In-universe information
- Nationality: Turanian

= Afrasiab =

Mythical king and hero of Turan

In Iranian legend, Afrasiab (افراسياب afrāsiyāb; Frāsiyāv, Frāsiyāk), also known as Fraŋrasyan, is the king and hero of Turan in Iranian national history. He is the main antagonist of the Iranians in the Persian epic Shahnameh, written by Ferdowsi.

==Name and origin==
The oldest attested form of the name is the Avestan Fraŋrasyan, which Émile Benveniste derived from *fra-hrasya- 'to make disappear, to fell, to destroy'. This etymology is connected with a myth in which Afrasiab holds back rain. The Persian form of the name is derived from a version of the name which ends in āb 'water' (*Frahrasyāpa- > *Frārasyāp > Frāsīāb).

==In the Avesta==
The oldest mention of Afrasiab is found in the Avesta, where he is called Fraŋrasyan.
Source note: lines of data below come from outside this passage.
//! Package manager queries: global listing and module resolution path.

use crate::domain::DependencyMap;
use crate::error::Result;
use crate::tools::command::Cmd;
use std::path::{Path, PathBuf};

/// `<pm> -g ls --depth 0 --json`, parsed into name -> version
pub fn list_global(package_manager: &str) -> Result<DependencyMap> {
    let output = Cmd::new(package_manager)
        .args(["-g", "ls", "--depth", "0", "--json"])
        .run_checked()?;

    DependencyMap::from_npm_json(&output.stdout)
}

/// `<pm> config get prefix`
pub fn global_prefix(package_manager: &str) -> Result<PathBuf> {
    let output = Cmd::new(package_manager)
        .args(["config", "get", "prefix"])
        .run_checked()?;

    Ok(PathBuf::from(output.stdout.trim()))
}

/// Directory holding globally installed modules, suitable for `NODE_PATH`
pub fn module_path(prefix: &Path) -> PathBuf {
    if cfg!(windows) {
        prefix.join("node_modules")
    } else {
        prefix.join("lib").join("node_modules")
    }
}

#[cfg(test)]
mod tests {
    use super::*;
    use crate::error::SitePublishError;

    #[cfg(not(windows))]
    #[test]
    fn test_module_path_unix() {
        assert_eq!(
            module_path(Path::new("/usr")),
            PathBuf::from("/usr/lib/node_modules")
        );
    }

    #[cfg(windows)]
    #[test]
    fn test_module_path_windows() {
        assert_eq!(
            module_path(Path::new(r"C:\npm")),
            PathBuf::from(r"C:\npm\node_modules")
        );
    }

    #[test]
    fn test_list_global_missing_package_manager() {
        assert!(matches!(
            list_global("site-publish-missing-npm"),
            Err(SitePublishError::ToolNotFound { .. })
        ));
    }
}
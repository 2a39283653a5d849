use crate::domain::Version;
use crate::error::{Result, SitePublishError};
use crate::tools::command::Cmd;
use serde::{Deserialize, Serialize};
use std::path::Path;

/// Message the minifier prints when a plugin module cannot be resolved
const MISSING_MODULE_MARKER: &str = "Cannot find module";

/// An external binary that must exist at a minimum version
#[derive(Debug, Clone, PartialEq, Serialize, Deserialize)]
pub struct ToolRequirement {
    pub command: String,

    #[serde(default = "default_version_arg")]
    pub version_arg: String,

    /// Literal text expected right before the version, e.g. `v` for node
    #[serde(default)]
    pub prefix: String,

    pub minimum: Version,
}

fn default_version_arg() -> String {
    "-v".to_string()
}

impl ToolRequirement {
    pub fn new(command: impl Into<String>, version_arg: impl Into<String>, minimum: Version) -> Self {
        ToolRequirement {
            command: command.into(),
            version_arg: version_arg.into(),
            prefix: String::new(),
            minimum,
        }
    }

    pub fn with_prefix(mut self, prefix: impl Into<String>) -> Self {
        self.prefix = prefix.into();
        self
    }

    /// Label shown by the stage reporter
    pub fn label(&self) -> String {
        format!("Checking for {} version >= {}", self.command, self.minimum)
    }
}

/// Run `<command> <version_arg>` and pull the version out of stdout.
pub fn probe_version(req: &ToolRequirement) -> Result<Version> {
    let output = Cmd::new(&req.command)
        .arg(&req.version_arg)
        .run_checked()?;

    Version::extract(&output.stdout, &req.prefix)
        .ok_or_else(|| SitePublishError::unparseable_version(&req.command, output.stdout))
}

/// Probe the tool and compare against its minimum.
pub fn check_tool(req: &ToolRequirement) -> Result<Version> {
    let found = probe_version(req)?;
    if found < req.minimum {
        return Err(SitePublishError::BelowMinimum {
            name: req.command.clone(),
            found,
            required: req.minimum,
        });
    }
    Ok(found)
}

/// Ask the minifier to load `plugin` against an empty stylesheet.
pub fn probe_plugin(minifier: &str, plugin: &str, node_path: &Path) -> Result<()> {
    let cmd = Cmd::new(minifier)
        .args(["-u", plugin])
        .env("NODE_PATH", node_path)
        .stdin(" ");
    let output = cmd.run()?;

    if output.stderr.contains(MISSING_MODULE_MARKER) {
        return Err(SitePublishError::dependency_missing(plugin));
    }
    if !output.success() {
        return Err(SitePublishError::ToolFailed {
            command: cmd.display(),
            code: output.code,
            output: output.combined(),
        });
    }
    Ok(())
}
Although the Avesta does not present his story in a single coherent narrative, it is alluded to numerous times in the so called Legendary Yashts. In these hymns, he is already presented as the King of the Turanians and archenemy of the Iranians. His common epithet mairya- (deceitful, villainous) can be interpreted as meaning an evil man. He lived in a subterranean fortress made of metal, called Hanakana.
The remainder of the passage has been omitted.